Reading articles like Davis' always make me dream of the ideal draft day for the Seahawks. So it is with great curiosity that I ask, what's your ideal draft scenario? (And be reasonable...)
Thought it out? Mine would be to trade down from the first round and select Joel Bitonio, and then draft a defensive pass rusher. Why trade down? If you read Davis' article you would note how successful trading down has helped make Green Bay (and others). That history alone is enough to convince me that trading down is ideal, but considering how deep this draft is, trading down would net even more talent than typical drafts.
If trading down sounds good to you too, then the next logical question I would ask is this: how likely are the Seahawks to trade down?
When I thought about this question yesterday, the answer seemed pretty simple to find. All I needed to do was look through past trades, determine how many were for 32 (moving down), and do some division from the number of trades.
Using Pro Sports Transaction's draft trade history tool, I was able to look through the past five years of trades with a focus on pick 32. Of all the trades that took place, none included pick 32. In fact, you have to go back to 2006 to even find a trade that involves the 32nd pick. That year, the Steelers traded up from the 32nd spot, not down. I kept looking through previous years and I gave up before I found team that had traded down from 32.

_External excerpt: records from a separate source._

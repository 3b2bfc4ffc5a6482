use axum::{
    http::StatusCode,
    response::{IntoResponse, Response},
    Json,
};
use serde::Serialize;
use tally_core::LedgerError;
use tally_import::ImportError;
use thiserror::Error;

#[derive(Debug, Error)]
pub enum AppError {
    #[error("Bad request: {0}")]
    BadRequest(String),

    #[error("Not found: {0}")]
    NotFound(String),

    #[error(transparent)]
    Ledger(#[from] LedgerError),

    #[error("Import failed: {0}")]
    Import(#[from] ImportError),

    #[error("Database error: {0}")]
    Database(#[from] sqlx::Error),

    #[error("Internal server error: {0}")]
    Internal(#[from] anyhow::Error),
}

impl From<std::io::Error> for AppError {
    fn from(err: std::io::Error) -> Self {
        AppError::Internal(anyhow::Error::new(err))
    }
}

impl From<axum::extract::multipart::MultipartError> for AppError {
    fn from(err: axum::extract::multipart::MultipartError) -> Self {
        AppError::BadRequest(err.body_text())
    }
}

#[derive(Serialize)]
struct ErrorResponse {
    error: String,
    #[serde(skip_serializing_if = "Option::is_none")]
    details: Option<String>,
}

impl IntoResponse for AppError {
    fn into_response(self) -> Response {
        let (status, error, details) = match &self {
            AppError::BadRequest(msg) => (StatusCode::BAD_REQUEST, msg.clone(), None),
            AppError::NotFound(msg) => (StatusCode::NOT_FOUND, msg.clone(), None),
            AppError::Ledger(err) => (StatusCode::BAD_REQUEST, err.to_string(), None),
            AppError::Import(err) if err.is_bad_input() => (
                StatusCode::BAD_REQUEST,
                "Invalid import file".to_string(),
                Some(err.to_string()),
            ),
            AppError::Import(_) | AppError::Database(_) | AppError::Internal(_) => {
                tracing::error!("Request failed: {self:#}");
                (
                    StatusCode::INTERNAL_SERVER_ERROR,
                    "Internal server error".to_string(),
                    None,
                )
            }
        };

        (status, Json(ErrorResponse { error, details })).into_response()
    }
}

Given that no team has traded down from 32 in the last five years (and longer), it would be easy to say that the probability of the Seahawks trading down this year is 0. After all, if there have been no trades for the 32nd pick in recent years, then it would stand to reason that the pick has undesirable attributes. For example, it's a first rounder, but in name only. Perhaps picks surrounding the 32nd are filled by teams who wouldn't want to trade with the (likely) Super Bowl winner. There are plenty of reasons why the 32nd pick consistently stays put, but I don't think this 0 probability is quite accurate.

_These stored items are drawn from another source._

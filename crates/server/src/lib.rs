pub mod config;
pub mod error;
pub mod routes;
pub mod startup;
pub mod telemetry;
pub mod upload;

pub use config::{LogFormat, ServerConfig};
pub use error::AppError;
pub use startup::{router, AppState};
pub use upload::UploadConfig;
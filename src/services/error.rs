//! Configuration errors raised when assembling validators.

use thiserror::Error;

/// Invalid combination of options on a collection validator.
#[derive(Debug, Clone, Copy, PartialEq, Eq, Error)]
pub enum CollectionConfigError {
    /// Rules-first iteration needs direct access to individual rules.
    #[error("rules-first iteration requires a collection validator built from rules")]
    RulesFirstRequiresRules,
}
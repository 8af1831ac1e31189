//! Error types for constructing validation domain values.
//!
//! These signal contract violations by the caller. Ordinary validation
//! failures are never errors; they travel as [`super::Outcome`] values.

use thiserror::Error;

/// Errors returned while declaring a custom severity.
#[derive(Debug, Clone, Error, PartialEq, Eq)]
pub enum SeverityError {
    /// The severity name is empty after trimming.
    #[error("severity name must not be empty")]
    EmptyName,

    /// Custom severities must rank strictly above `error`.
    #[error("custom severity '{name}' has rank {rank}; it must rank above error (30)")]
    RankNotAboveError {
        /// The rejected severity name.
        name: String,
        /// The rejected rank.
        rank: u16,
    },
}

/// Error returned while parsing a severity name.
#[derive(Debug, Clone, Error, PartialEq, Eq)]
#[error("unknown severity: {0}")]
pub struct ParseSeverityError(pub String);

/// Errors returned while constructing an outcome.
#[derive(Debug, Clone, Error, PartialEq, Eq)]
pub enum OutcomeError {
    /// A failure was requested with a severity that is not an error.
    #[error("severity '{0}' does not describe a failure; use Outcome::Success instead")]
    SuccessIsNotAFailure(String),
}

*At this point, I won't mind if you skip down to the results section. I'll try to explain the methodology well, but it might not work.
Instead, to calculate the probability of the 32nd pick being traded (down), we have to think about the draft picks as on-off switches. Instead of trying to calculate the probability of trading the 32nd pick with some complex combinatorics set-up (more on that later), we simply look at each pick and tag it as "traded" or "not traded."
It looks like this:
Once we've created that binary chart, we can add more detail. We add things like who started with the pick and who ended with the pick. So for example, when the Seahawks traded down with the Eagles in 2012 (from 12 to 15, and some other draft compensation), we would code both those picks as "traded" or in the chart above as a 1.

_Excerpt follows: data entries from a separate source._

//! Runs several validators against the same object.

use super::RuleBasedValidator;
use crate::{
    domain::Summary,
    ports::{Rule, Validator},
};
use std::fmt;

/// Runs validators in registration order and merges their summaries.
///
/// Every validator runs; stopping rules inside one validator never prevent
/// the next validator from running.
///
/// # Examples
///
/// ```
/// use rulebook::adapters::RuleFn;
/// use rulebook::domain::{FailureSeverity, IntoFailure, Outcome, Severity};
/// use rulebook::ports::Validator;
/// use rulebook::services::ValidatorCombiner;
///
/// let combiner = ValidatorCombiner::new()
///     .with_rule(RuleFn::new(|text: &str| {
///         if text.is_empty() {
///             "text is empty".into_failure(FailureSeverity::Error)
///         } else {
///             Outcome::success()
///         }
///     }))
///     .with_rule(RuleFn::new(|text: &str| {
///         if text.len() > 8 {
///             "text is long".into_failure(FailureSeverity::Information)
///         } else {
///             Outcome::success()
///         }
///     }));
///
/// assert_eq!(combiner.validate("a rather long text").severity(), Severity::Information);
/// ```
pub struct ValidatorCombiner<T: ?Sized> {
    validators: Vec<Box<dyn Validator<T>>>,
}

impl<T: ?Sized> ValidatorCombiner<T> {
    /// Creates a combiner without validators.
    #[must_use]
    pub const fn new() -> Self {
        Self {
            validators: Vec::new(),
        }
    }

    /// Creates a combiner from already boxed validators, keeping their order.
    #[must_use]
    pub fn from_validators(validators: impl IntoIterator<Item = Box<dyn Validator<T>>>) -> Self {
        Self {
            validators: validators.into_iter().collect(),
        }
    }

    /// Appends a validator.
    #[must_use]
    pub fn with_validator(mut self, validator: impl Validator<T> + 'static) -> Self {
        self.validators.push(Box::new(validator));
        self
    }

    /// Appends a single rule wrapped in its own [`RuleBasedValidator`].
    #[must_use]
    pub fn with_rule(self, rule: impl Rule<T> + 'static) -> Self
    where
        T: 'static,
    {
        self.with_validator(RuleBasedValidator::new().with_rule(rule))
    }

    /// Returns the number of validators.
    #[must_use]
    pub fn len(&self) -> usize {
        self.validators.len()
    }

    /// Returns `true` when no validator was added.
    #[must_use]
    pub fn is_empty(&self) -> bool {
        self.validators.is_empty()
    }
}

impl<T: ?Sized> Default for ValidatorCombiner<T> {
    fn default() -> Self {
        Self::new()
    }
}

impl<T: ?Sized> fmt::Debug for ValidatorCombiner<T> {
    fn fmt(&self, f: &mut fmt::Formatter<'_>) -> fmt::Result {
        f.debug_struct("ValidatorCombiner")
            .field("validators", &self.validators.len())
            .finish()
    }
}

impl<T: ?Sized> Validator<T> for ValidatorCombiner<T> {
    fn validate(&self, object: &T) -> Summary {
        let summary = Summary::merge(
            self.validators
                .iter()
                .map(|validator| validator.validate(object)),
        );
        tracing::trace!(
            validators = self.validators.len(),
            severity = %summary.severity(),
            "combined validator summaries"
        );
        summary
    }
}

Because it takes two to tango, most trades will switch two picks into the traded category. If we were just looking at the first round, and the Seahawks-Eagles trade was the only trade, then we could say that the probability of trading the 12th or the 15th was about 6.25% (2/32, or 1/16) for future drafts. For when a player is traded for a pick, like Roy Williams for the Cowboy's first rounder in 2009, we'll only count one spot as being traded. Similarly, multiple transactions can lead to an odd number of spots landing in the traded category. For example, the Eagles traded down twice in one draft. They went from 17 to 19 to 21. In the end, that would count as three traded picks, not four. After we've tallied the number of spots defined as traded, we can then simply divide the number of traded spots that we want by the number of total spots. Because we're looking at five years and we're focusing on the first 45 picks, we'll end up with 225 total trade spots.
That's the basic gist of how we're going to define probability for this problem. Those reading closely might notice that the above methodology would still yield a 0% probability for the 32nd pick because the pick was still never traded. To address that problem, what we'll do is cut the draft up into buckets, or as I'll call them (because I'm the fancy writer) talent plateaus.
A talent plateau is simply a collection of picks that would reflect similar value based on the talent usually available. Because the difference between pick 31, pick 32 and pick 33 are all minimal. It stands to reason that when one of those picks are traded, the determination the trading partner is making is relatively random. That is, when a team wants to trade up from say, 40, whether they end up trying to trade for 31, 32, or 33 is fairly random based on which players are still available. In other words, the fact that the 32nd pick hasn't been traded in the past, doesn't mean that it's impossible. It may just be due to chance that it wasn't selected in its talent plateau by a team looking to trade up a few spots.
Speaking of talent plateaus, the first talent plateau contains the first five picks. These are the guys who have some combination of on-field production, outrageous talent, and positional value. Some aspects, like elite talent, are weighted more than others, but the gap between the first few picks isn't enormous.
The drop off to the next plateau is pretty large, however. These players have some concerns: competition level, production, talent. Whatever the case, these players aren't quite as risk free as the first plateau. I'm defining this plateau as the 6th to 15th pick.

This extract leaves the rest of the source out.